At each turning point in my business, the driving factor was: How can I narrow my niche to be more specific — without over-narrowing it?
Today, most of my customers are small business owners with 5 employees or less — just like they were when I first got started all those years ago! But, as I got known for being a mastermind group expert, bigger organizations started to purchase from me, as well. I now serve three target audiences: one I selected when I first got started in business (small business owners), and two additional corporate and nonprofit audiences that “found” me along the way because of my brand awareness marketing.
When I’m working with my clients today, we talk about all the problems mastermind group facilitators have in running their small businesses, everything from marketing and pricing, and from time management to motivation.

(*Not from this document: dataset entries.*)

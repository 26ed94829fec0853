//! Builtin operations (keywords)
//!
//! A keyword is not a value of the language: it evaluates however many
//! operand expressions it needs straight from the token cursor. Binary
//! operands are evaluated left to right.

use once_cell::sync::Lazy;
use rustc_hash::FxHashMap;

use crate::arena::List;
use crate::environment::Environment;
use crate::error::{EvalError, Result};
use crate::interpreter::Interpreter;
use crate::language::Value;

#[derive(Debug, Clone, Copy, PartialEq, Eq, Hash)]
pub enum Builtin {
    Add,
    Sub,
    Mul,
    Div,
    Pow,
    Lt,
    Le,
    Gt,
    Ge,
    Eq,
    Ne,
    Max,
    Min,
    Cond,
    Nil,
    Push,
    Tos,
    Bos,
    IsNil,
}

impl Builtin {
    pub const ALL: [Builtin; 19] = [
        Builtin::Add,
        Builtin::Sub,
        Builtin::Mul,
        Builtin::Div,
        Builtin::Pow,
        Builtin::Lt,
        Builtin::Le,
        Builtin::Gt,
        Builtin::Ge,
        Builtin::Eq,
        Builtin::Ne,
        Builtin::Max,
        Builtin::Min,
        Builtin::Cond,
        Builtin::Nil,
        Builtin::Push,
        Builtin::Tos,
        Builtin::Bos,
        Builtin::IsNil,
    ];

    pub fn name(self) -> &'static str {
        match self {
            Builtin::Add => "ADD",
            Builtin::Sub => "SUB",
            Builtin::Mul => "MUL",
            Builtin::Div => "DIV",
            Builtin::Pow => "POW",
            Builtin::Lt => "LT",
            Builtin::Le => "LE",
            Builtin::Gt => "GT",
            Builtin::Ge => "GE",
            Builtin::Eq => "EQ",
            Builtin::Ne => "NE",
            Builtin::Max => "MAX",
            Builtin::Min => "MIN",
            Builtin::Cond => "COND",
            Builtin::Nil => "NIL",
            Builtin::Push => "PUSH",
            Builtin::Tos => "TOS",
            Builtin::Bos => "BOS",
            Builtin::IsNil => "ISNIL",
        }
    }

    /// Number of operand expressions the keyword consumes.
    pub fn arity(self) -> usize {
        match self {
            Builtin::Nil => 0,
            Builtin::Tos | Builtin::Bos | Builtin::IsNil => 1,
            Builtin::Cond => 3,
            _ => 2,
        }
    }

    /// Keyword lookup by exact (case-sensitive) name.
    pub fn resolve(name: &str) -> Option<Builtin> {
        static TABLE: Lazy<FxHashMap<&'static str, Builtin>> =
            Lazy::new(|| Builtin::ALL.iter().map(|b| (b.name(), *b)).collect());
        TABLE.get(name).copied()
    }

    /// Run the keyword, consuming its operands from `cursor`.
    pub fn invoke(
        self,
        interp: &mut Interpreter,
        cursor: &mut List,
        env: Environment,
    ) -> Result<Value> {
        match self {
            Builtin::Add => eval_arithmetic(interp, self, cursor, env, |x, y| x + y),
            Builtin::Sub => eval_arithmetic(interp, self, cursor, env, |x, y| x - y),
            Builtin::Mul => eval_arithmetic(interp, self, cursor, env, |x, y| x * y),
            Builtin::Div => eval_arithmetic(interp, self, cursor, env, |x, y| x / y),
            Builtin::Pow => eval_arithmetic(interp, self, cursor, env, f64::powf),
            Builtin::Lt => eval_comparison(interp, self, cursor, env, |x, y| x < y),
            Builtin::Le => eval_comparison(interp, self, cursor, env, |x, y| x <= y),
            Builtin::Gt => eval_comparison(interp, self, cursor, env, |x, y| x > y),
            Builtin::Ge => eval_comparison(interp, self, cursor, env, |x, y| x >= y),
            Builtin::Eq => eval_equality(interp, self, cursor, env).map(Value::truth),
            Builtin::Ne => eval_equality(interp, self, cursor, env).map(|eq| Value::truth(!eq)),
            Builtin::Max => {
                let (x, a, y, b) = eval_numbers(interp, self, cursor, env)?;
                Ok(if a > b { x } else { y })
            }
            Builtin::Min => {
                let (x, a, y, b) = eval_numbers(interp, self, cursor, env)?;
                Ok(if a < b { x } else { y })
            }
            Builtin::Cond => eval_cond(interp, cursor, env),
            Builtin::Nil => Ok(Value::List(List::EMPTY)),
            Builtin::Push => {
                let item = interp.evaluate(cursor, env)?;
                let target = interp.evaluate(cursor, env)?;
                let list = expect_list(self, &target)?;
                Ok(Value::List(interp.store_mut().push(list, item)?))
            }
            Builtin::Tos => {
                let value = interp.evaluate(cursor, env)?;
                let list = expect_list(self, &value)?;
                match interp.store().head(list)? {
                    Some(head) => Ok(head),
                    None => Err(EvalError::TypeMismatch {
                        op: self.name(),
                        expected: "non-empty list",
                        found: "empty list".to_string(),
                    }),
                }
            }
            Builtin::Bos => {
                let value = interp.evaluate(cursor, env)?;
                let list = expect_list(self, &value)?;
                Ok(Value::List(interp.store().tail(list)?))
            }
            Builtin::IsNil => {
                let value = interp.evaluate(cursor, env)?;
                Ok(Value::truth(
                    matches!(value, Value::List(list) if list.is_empty()),
                ))
            }
        }
    }
}

// ============================================================================
// Helper Functions for Arithmetic and Comparison
// ============================================================================

fn expect_number(op: Builtin, value: &Value) -> Result<f64> {
    value.as_number().ok_or_else(|| EvalError::TypeMismatch {
        op: op.name(),
        expected: "number",
        found: value.type_name().to_string(),
    })
}

fn expect_list(op: Builtin, value: &Value) -> Result<List> {
    value.as_list().ok_or_else(|| EvalError::TypeMismatch {
        op: op.name(),
        expected: "list",
        found: value.type_name().to_string(),
    })
}

/// Evaluate two numeric operands, keeping the original values alongside.
fn eval_numbers(
    interp: &mut Interpreter,
    op: Builtin,
    cursor: &mut List,
    env: Environment,
) -> Result<(Value, f64, Value, f64)> {
    let x = interp.evaluate(cursor, env)?;
    let a = expect_number(op, &x)?;
    let y = interp.evaluate(cursor, env)?;
    let b = expect_number(op, &y)?;
    Ok((x, a, y, b))
}

fn eval_arithmetic<F>(
    interp: &mut Interpreter,
    op_name: Builtin,
    cursor: &mut List,
    env: Environment,
    op: F,
) -> Result<Value>
where
    F: Fn(f64, f64) -> f64,
{
    let (_, a, _, b) = eval_numbers(interp, op_name, cursor, env)?;
    Ok(Value::Number(op(a, b)))
}

fn eval_comparison<F>(
    interp: &mut Interpreter,
    op_name: Builtin,
    cursor: &mut List,
    env: Environment,
    op: F,
) -> Result<Value>
where
    F: Fn(f64, f64) -> bool,
{
    let (_, a, _, b) = eval_numbers(interp, op_name, cursor, env)?;
    Ok(Value::truth(op(a, b)))
}

fn eval_equality(
    interp: &mut Interpreter,
    op: Builtin,
    cursor: &mut List,
    env: Environment,
) -> Result<bool> {
    let x = interp.evaluate(cursor, env)?;
    let y = interp.evaluate(cursor, env)?;
    match (x, y) {
        (Value::Number(a), Value::Number(b)) => Ok(a == b),
        // interned: equal contents share one handle
        (Value::String(a), Value::String(b)) | (Value::Atom(a), Value::Atom(b)) => Ok(a == b),
        _ if x.type_name() == y.type_name() => Err(EvalError::TypeMismatch {
            op: op.name(),
            expected: "numbers, strings or atoms",
            found: x.type_name().to_string(),
        }),
        _ => Err(EvalError::TypeMismatch {
            op: op.name(),
            expected: "operands of the same type",
            found: format!("{} and {}", x.type_name(), y.type_name()),
        }),
    }
}

/// `COND c a b`: only the taken branch is evaluated, the other is skipped
/// token-wise.
fn eval_cond(interp: &mut Interpreter, cursor: &mut List, env: Environment) -> Result<Value> {
    let condition = interp.evaluate(cursor, env)?;
    let flag = expect_number(Builtin::Cond, &condition)?;
    if flag != 0.0 {
        let value = interp.evaluate(cursor, env)?;
        interp.skip_expression(cursor)?;
        Ok(value)
    } else {
        interp.skip_expression(cursor)?;
        interp.evaluate(cursor, env)
    }
}

#[cfg(test)]
mod tests {
    use super::*;

    #[test]
    fn test_resolve_every_name() {
        for builtin in Builtin::ALL {
            assert_eq!(Builtin::resolve(builtin.name()), Some(builtin));
        }
    }

    #[test]
    fn test_resolve_is_case_sensitive() {
        assert_eq!(Builtin::resolve("add"), None);
        assert_eq!(Builtin::resolve("ADDX"), None);
        assert_eq!(Builtin::resolve(""), None);
    }

    #[test]
    fn test_arity() {
        assert_eq!(Builtin::Nil.arity(), 0);
        assert_eq!(Builtin::Tos.arity(), 1);
        assert_eq!(Builtin::Add.arity(), 2);
        assert_eq!(Builtin::Push.arity(), 2);
        assert_eq!(Builtin::Cond.arity(), 3);
    }
}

I’ve come full circle: I’m still a generalist, but with a narrow niche audience and a narrow topic.
Use this exercise for the next service or product you’re marketing. Then target your marketing to speak specifically to that audience. Amazing things will happen!

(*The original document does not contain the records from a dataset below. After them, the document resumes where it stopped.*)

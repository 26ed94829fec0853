use std::io::{self, Write};
use std::path::PathBuf;
use std::process;

use awful::config::{DEFAULT_CHUNK_SIZE, DEFAULT_MAX_DEPTH};
use awful::{CommentStyle, Config, Flow, Interpreter, LineReader, Session};
use clap::Parser;
use rustyline::DefaultEditor;
use rustyline::error::ReadlineError;
use tracing_subscriber::EnvFilter;

#[derive(Parser, Debug)]
#[command(version, about = "AWFUL - A Weird FUnctional Language", long_about = None)]
struct Args {
    /// Evaluate FILE in batch mode instead of starting the REPL
    file: Option<PathBuf>,

    /// Maximum evaluation nesting
    #[arg(long, default_value_t = DEFAULT_MAX_DEPTH)]
    max_depth: usize,

    /// Cells reserved per arena chunk
    #[arg(long, default_value_t = DEFAULT_CHUNK_SIZE)]
    chunk_size: usize,

    /// Fail an evaluation once this many list cells are in use
    #[arg(long)]
    max_cells: Option<usize>,

    /// Forget interned strings between top-level evaluations
    #[arg(long)]
    reset_interner: bool,

    /// A backslash comments out the rest of the input instead of the line
    #[arg(long)]
    comment_to_end: bool,
}

impl Args {
    fn config(&self) -> Config {
        let comment = if self.comment_to_end {
            CommentStyle::ToEndOfInput
        } else {
            CommentStyle::ToEndOfLine
        };
        Config::default()
            .with_max_depth(self.max_depth)
            .with_chunk_size(self.chunk_size)
            .with_max_cells(self.max_cells)
            .with_comment(comment)
            .with_reset_interner(self.reset_interner)
    }
}

fn history_path() -> Option<PathBuf> {
    dirs::home_dir().map(|home| home.join(".awful_history"))
}

fn repl(session: &mut Session<io::Stdout>) -> Result<(), String> {
    println!("AWFUL - A Weird FUnctional Language");
    println!();
    println!("Type: 'bye' to leave, 'batch FILENAME' to process a file");
    println!("Lines starting with backslash or empty are skipped");
    println!("A line ending with backslash is joined to the following one");

    let mut rl = DefaultEditor::new().map_err(|e| format!("Could not start line editor: {e}"))?;
    let history = history_path();
    if let Some(path) = &history {
        let _ = rl.load_history(path);
    }

    let mut reader = LineReader::new();
    loop {
        let prompt = if reader.is_continuing() {
            format!("awful {}| ", reader.line() + 1)
        } else {
            format!("\nawful {}: ", reader.line() + 1)
        };

        match rl.readline(&prompt) {
            Ok(line) => {
                if !line.trim().is_empty() {
                    let _ = rl.add_history_entry(line.as_str());
                }
                let Some(command) = reader.feed(&line) else {
                    continue;
                };
                match session.execute(command, reader.line()) {
                    Ok(Flow::Continue) => {}
                    Ok(Flow::Stop) => break,
                    Err(e) => return Err(e.to_string()),
                }
                let _ = io::stdout().flush();
            }
            Err(ReadlineError::Eof) | Err(ReadlineError::Interrupted) => break,
            Err(e) => return Err(format!("Error reading input: {e}")),
        }
    }

    if let Some(path) = &history {
        let _ = rl.save_history(path);
    }
    println!("Goodbye");
    Ok(())
}

fn main() {
    tracing_subscriber::fmt()
        .with_env_filter(
            EnvFilter::try_from_default_env().unwrap_or_else(|_| EnvFilter::new("warn")),
        )
        .with_writer(io::stderr)
        .init();

    let args = Args::parse();
    let interp = Interpreter::with_config(args.config());
    let mut session = Session::new(interp, io::stdout());

    let result = match &args.file {
        Some(path) => session.run_file(path).map_err(|e| e.to_string()),
        None => repl(&mut session),
    };

    if let Err(e) = result {
        eprintln!("Error: {e}");
        process::exit(1);
    }
}
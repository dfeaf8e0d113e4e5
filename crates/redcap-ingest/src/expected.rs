//! Expected-variable list loading.

use std::collections::BTreeSet;
use std::path::Path;

use tracing::debug;

use crate::error::{IngestError, Result};
use crate::metadata::normalize_cell;

/// Read a one-column CSV of variable names into a set.
///
/// Only the first column is read, one name per row, trimmed; empty cells are
/// skipped and duplicates collapse. A first row that is just a column title
/// (`field_name` or `variable`, case-insensitive) is treated as a header and
/// skipped; anything else on the first row is kept as data.
pub fn read_expected_variables(path: &Path) -> Result<BTreeSet<String>> {
    let text = std::fs::read_to_string(path).map_err(|source| IngestError::io(path, source))?;
    let mut reader = csv::ReaderBuilder::new()
        .has_headers(false)
        .flexible(true)
        .from_reader(text.as_bytes());
    let mut names = BTreeSet::new();
    for (idx, record) in reader.records().enumerate() {
        let record = record.map_err(IngestError::csv)?;
        let Some(raw) = record.get(0) else {
            continue;
        };
        let name = normalize_cell(raw);
        if name.is_empty() {
            continue;
        }
        if idx == 0 && is_header_title(name) {
            continue;
        }
        names.insert(name.to_string());
    }
    debug!(path = %path.display(), names = names.len(), "loaded expected variables");
    Ok(names)
}

fn is_header_title(value: &str) -> bool {
    value.eq_ignore_ascii_case("field_name") || value.eq_ignore_ascii_case("variable")
}

#[cfg(test)]
mod tests {
    use std::io::Write;

    use super::read_expected_variables;

    fn write_temp(content: &str) -> tempfile::NamedTempFile {
        let mut file = tempfile::NamedTempFile::new().expect("temp file");
        file.write_all(content.as_bytes()).expect("write");
        file
    }

    #[test]
    fn reads_first_column_as_set() {
        let file = write_temp("sex_bio\ngender\nsex_bio\n\nheight\n");
        let names = read_expected_variables(file.path()).expect("read");
        assert_eq!(names.len(), 3);
        assert!(names.contains("sex_bio"));
        assert!(names.contains("gender"));
        assert!(names.contains("height"));
    }

    #[test]
    fn skips_header_title_row() {
        let file = write_temp("field_name\nweight\n");
        let names = read_expected_variables(file.path()).expect("read");
        assert_eq!(names.len(), 1);
        assert!(names.contains("weight"));
    }

    #[test]
    fn keeps_first_row_when_it_is_data() {
        let file = write_temp("weight\nheight\n");
        let names = read_expected_variables(file.path()).expect("read");
        assert_eq!(names.len(), 2);
    }

    #[test]
    fn only_first_column_is_read() {
        let file = write_temp("weight,ignored\nheight,also ignored\n");
        let names = read_expected_variables(file.path()).expect("read");
        assert_eq!(names.len(), 2);
        assert!(!names.contains("ignored"));
    }
}
//! Bar charts rendered as SVG, rasterized to PNG with resvg.

use std::fmt::Write as _;
use std::path::Path;

use resvg::tiny_skia::{self, Pixmap};
use resvg::usvg::{Options, Tree};
use tracing::info;

use crate::error::{ReportError, Result};

const CHART_WIDTH: u32 = 800;
const CHART_HEIGHT: u32 = 500;
const MARGIN_LEFT: f32 = 70.0;
const MARGIN_RIGHT: f32 = 30.0;
const MARGIN_TOP: f32 = 60.0;
const MARGIN_BOTTOM: f32 = 90.0;
const BAR_FILL: &str = "#87ceeb";
const AXIS_COLOR: &str = "#333333";

/// Simple vertical bar chart over category/count pairs.
///
/// Zero-count categories keep their labeled slot so the chart shows the full
/// partition even when nothing is missing.
#[derive(Debug, Clone)]
pub struct BarChart {
    title: String,
    y_label: String,
    bars: Vec<(String, usize)>,
}

impl BarChart {
    pub fn new(title: impl Into<String>, y_label: impl Into<String>) -> Self {
        Self {
            title: title.into(),
            y_label: y_label.into(),
            bars: Vec::new(),
        }
    }

    pub fn push_bar(&mut self, label: impl Into<String>, count: usize) {
        self.bars.push((label.into(), count));
    }

    pub fn with_bars<I, L>(mut self, bars: I) -> Self
    where
        I: IntoIterator<Item = (L, usize)>,
        L: Into<String>,
    {
        for (label, count) in bars {
            self.push_bar(label, count);
        }
        self
    }

    /// Build the chart as an SVG document.
    pub fn to_svg(&self) -> String {
        let plot_width = CHART_WIDTH as f32 - MARGIN_LEFT - MARGIN_RIGHT;
        let plot_height = CHART_HEIGHT as f32 - MARGIN_TOP - MARGIN_BOTTOM;
        let baseline = MARGIN_TOP + plot_height;
        let max_count = self.bars.iter().map(|(_, count)| *count).max().unwrap_or(0);
        let scale = plot_height / max_count.max(1) as f32;

        let mut svg = String::new();
        let _ = write!(
            svg,
            "<svg xmlns=\"http://www.w3.org/2000/svg\" width=\"{CHART_WIDTH}\" \
             height=\"{CHART_HEIGHT}\" viewBox=\"0 0 {CHART_WIDTH} {CHART_HEIGHT}\">"
        );
        let _ = write!(
            svg,
            "<rect width=\"{CHART_WIDTH}\" height=\"{CHART_HEIGHT}\" fill=\"white\"/>"
        );
        let _ = write!(
            svg,
            "<text x=\"{x}\" y=\"30\" text-anchor=\"middle\" font-family=\"sans-serif\" \
             font-size=\"20\" fill=\"{AXIS_COLOR}\">{title}</text>",
            x = CHART_WIDTH / 2,
            title = escape_xml(&self.title),
        );
        // Y-axis label, rotated along the axis.
        let _ = write!(
            svg,
            "<text x=\"20\" y=\"{y}\" text-anchor=\"middle\" font-family=\"sans-serif\" \
             font-size=\"14\" fill=\"{AXIS_COLOR}\" transform=\"rotate(-90 20 {y})\">{label}</text>",
            y = MARGIN_TOP + plot_height / 2.0,
            label = escape_xml(&self.y_label),
        );
        // Axes.
        let _ = write!(
            svg,
            "<line x1=\"{x0}\" y1=\"{y0}\" x2=\"{x0}\" y2=\"{y1}\" stroke=\"{AXIS_COLOR}\"/>\
             <line x1=\"{x0}\" y1=\"{y1}\" x2=\"{x1}\" y2=\"{y1}\" stroke=\"{AXIS_COLOR}\"/>",
            x0 = MARGIN_LEFT,
            y0 = MARGIN_TOP,
            y1 = baseline,
            x1 = MARGIN_LEFT + plot_width,
        );

        if !self.bars.is_empty() {
            let slot = plot_width / self.bars.len() as f32;
            let bar_width = slot * 0.6;
            for (idx, (label, count)) in self.bars.iter().enumerate() {
                let x = MARGIN_LEFT + slot * idx as f32 + (slot - bar_width) / 2.0;
                let height = *count as f32 * scale;
                let y = baseline - height;
                let center = x + bar_width / 2.0;
                let _ = write!(
                    svg,
                    "<rect x=\"{x:.1}\" y=\"{y:.1}\" width=\"{bar_width:.1}\" \
                     height=\"{height:.1}\" fill=\"{BAR_FILL}\" stroke=\"{AXIS_COLOR}\"/>"
                );
                let _ = write!(
                    svg,
                    "<text x=\"{center:.1}\" y=\"{vy:.1}\" text-anchor=\"middle\" \
                     font-family=\"sans-serif\" font-size=\"14\" fill=\"{AXIS_COLOR}\">{count}</text>",
                    vy = y - 6.0,
                );
                let _ = write!(
                    svg,
                    "<text x=\"{center:.1}\" y=\"{ly:.1}\" text-anchor=\"end\" \
                     font-family=\"sans-serif\" font-size=\"13\" fill=\"{AXIS_COLOR}\" \
                     transform=\"rotate(-45 {center:.1} {ly:.1})\">{label}</text>",
                    ly = baseline + 18.0,
                    label = escape_xml(label),
                );
            }
        }
        svg.push_str("</svg>");
        svg
    }

    /// Rasterize the chart and write it as a PNG.
    pub fn render_png(&self, path: &Path) -> Result<()> {
        let svg = self.to_svg();
        let mut options = Options::default();
        options.fontdb_mut().load_system_fonts();
        let tree = Tree::from_data(svg.as_bytes(), &options).map_err(|error| {
            ReportError::Chart {
                message: error.to_string(),
            }
        })?;
        let mut pixmap =
            Pixmap::new(CHART_WIDTH, CHART_HEIGHT).ok_or_else(|| ReportError::Chart {
                message: "failed to allocate pixmap".to_string(),
            })?;
        resvg::render(&tree, tiny_skia::Transform::default(), &mut pixmap.as_mut());
        pixmap
            .save_png(path)
            .map_err(|error| ReportError::Chart {
                message: error.to_string(),
            })?;
        info!(path = %path.display(), bars = self.bars.len(), "wrote chart");
        Ok(())
    }
}

fn escape_xml(value: &str) -> String {
    value
        .replace('&', "&amp;")
        .replace('<', "&lt;")
        .replace('>', "&gt;")
        .replace('"', "&quot;")
}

4 thoughts on “Step-by-Step: Target Audience and Niche Market”
Thank you so much Karyn!
Did I get it right?
Target audience: Personal and Executive Assistants.
Segments: Executive Assistants in the Top 500 companies in South Africa.
Niche: …who are using Microsoft 365 Outlook and Teams.
What I do, already with assistants in some large South African companies:
We help people who experience work overload and email overwhelm.
What we have found is that people who work with us end every day with a smile.
They control their everyday work priorities.
We guide them to make better decisions about their workflow.
As a result, they have less stress, and are more relaxed, yet more focused and productive.
Imagine how it would make you feel if you could prioritize even more effectively when things keep changing all the time. And if you could stay focused in a whirlwind of distractions? Imagine you can find information in 5 seconds instead of 5 minutes. Imagine what you could do with 40 extra minutes every day.
Hi, Gerrit, this is great! I’m just wondering where the Microsoft 365 and Teams comes in? Is that the tool you’re teaching them? Or are you teaching them more about the mindset side (decision-making, dealing with overwhelm, prioritizing tasks and projects), regardless of the tool they use?
Thank you. Great perspective on this subject and delivered in a easy to digest and understand manner.